▸ **Action item**
The lines to reproduce run from the first one below to the line containing "blank line, prompt.", both included. Reproduce them exactly and nothing else.

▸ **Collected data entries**
#####
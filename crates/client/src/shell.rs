//! The interactive game loop.
//!
//! Owns the world and the shell-level verbs (QUIT); everything else is
//! handed to `game-core`'s parser and engine. Output follows the classic
//! protocol: blank line, upper-cased narrative wrapped to the terminal
//! column, blank line, prompt.

use anyhow::Result;
use rustyline::DefaultEditor;
use rustyline::error::ReadlineError;

use game_core::text::wrap;
use game_core::{Engine, GameConfig, World, command};

pub struct Shell {
    world: World,
    config: GameConfig,
    game_over: bool,
}

impl Shell {
    pub fn new(world: World, config: GameConfig) -> Self {
        Self {
            world,
            config,
            game_over: false,
        }
    }

    pub fn is_over(&self) -> bool {
        self.game_over
    }

    /// Runs one command line and returns the narrative for it.
    pub fn execute(&mut self, line: &str) -> String {
        let tokens: Vec<String> = line
            .to_uppercase()
            .split_whitespace()
            .map(String::from)
            .collect();
        let Some(verb) = tokens.first() else {
            return String::new();
        };

        if verb == "QUIT" {
            self.game_over = true;
            return "Okay. Bye!".to_string();
        }

        match command::parse(&self.world, &tokens) {
            Some(Ok(action)) => Engine::new(&mut self.world, &self.config).perform(action),
            Some(Err(message)) => message,
            None => format!("Don't know how to {verb}"),
        }
    }

    pub fn run(mut self) -> Result<()> {
        let mut editor = DefaultEditor::new()?;

        let opening = self.world.describe_room(self.world.player().room());
        self.say(&opening);

        while !self.game_over {
            match editor.readline("> ") {
                Ok(line) => {
                    let _ = editor.add_history_entry(&line);
                    let narrative = self.execute(&line);
                    if !narrative.is_empty() {
                        self.say(&narrative);
                    }
                }
                Err(ReadlineError::Interrupted) | Err(ReadlineError::Eof) => {
                    self.say("Okay. Bye!");
                    self.game_over = true;
                }
                Err(err) => {
                    tracing::error!(%err, "failed to read command");
                    return Err(err.into());
                }
            }
        }
        Ok(())
    }

    fn say(&self, narrative: &str) {
        println!(
            "\n{}\n",
            wrap(&narrative.to_uppercase(), self.config.wrap_column)
        );
    }
}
#####
▸ **Solution to this exercise**
filename crates/client/src/shell.rs
//! The interactive game loop.
//!
//! Owns the world and the shell-level verbs (QUIT); everything else is
//! handed to `game-core`'s parser and engine. Output follows the classic
//! protocol: blank line, upper-cased narrative wrapped to the terminal
//! column, blank line, prompt.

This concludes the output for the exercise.